When working with matrices, understanding their dimensions is key. The dimensions of a matrix are defined by the number of rows and columns it has, typically expressed as "rows x columns." For example, a matrix with 2 rows and 3 columns is a "2x3 matrix". Knowing these dimensions helps us understand how the matrix looks, and more importantly, if certain operations like multiplication are feasible.
Matrix A, as per the exercise, is a 2x2 matrix which means it has 2 rows and 2 columns. This indicates a simple structure where every element can be easily paired with another matrix of matching column and row dimensions.

Matrix multiplication isn't always possible, and checking if matrices are compatible for multiplication is a crucial initial step. For two matrices to be multiplied, the number of columns in the first matrix must match the number of rows in the second matrix. This rule ensures connectedness, as each entry in one matrix needs a corresponding entry to multiply in another.
In our example, matrix A has 2 columns, and matrix B has 2 rows, meaning these matrices are compatible. It’s essential to always validate this, because even a perfect-looking setup could face issues if dimensions don’t align. When dimensions do match, as here, you can proceed confidently with the operation.

Matrix multiplication involves some intricate operations but can be broken down into simple repeated steps. First, consider each element in the resulting matrix individually. Each element is calculated by taking a row from the first matrix and a column from the second. Multiply these corresponding elements and add them up.
Use the formula \( (AB)_{ij} = \sum_{k=1}^{n} A_{ik} \times B_{kj} \) for calculating these elements, where \( i \) represents the row index and \( j \) the column index in the resulting matrix. This method is repetitive across the matrix, ensuring each element in the new matrix is accurately created.
Practice this by walking through the matrix row by row and column by column.

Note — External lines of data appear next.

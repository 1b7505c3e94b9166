// SPDX-License-Identifier: MPL-2.0
//! UI domain types.
//!
//! This module contains UI-related value objects that are independent
//! of any presentation framework.

pub mod newtypes;

// Re-export commonly used types
pub use newtypes::{SlideshowInterval, SwipeThreshold};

The outcome of matrix multiplication is another matrix, often with a different dimension than the original matrices, reflecting the crossed rows and columns. In our exercise, the operation \( AB \) results in a 2x2 matrix, which matches the row count of matrix A and the column count of matrix B, confirming the successful multiplication as expected.
The resulting matrix is given by \[ AB = \begin{bmatrix} -800 & 500 \ -300 & 800 \end{bmatrix} \]. Here, each element has been systematically produced by applying the multiplication rule across every row-column pair. It's important to review the process for each element to ensure all operations were executed correctly.
This reinforced understanding can help in verifying results and reinforcing conceptual clarity.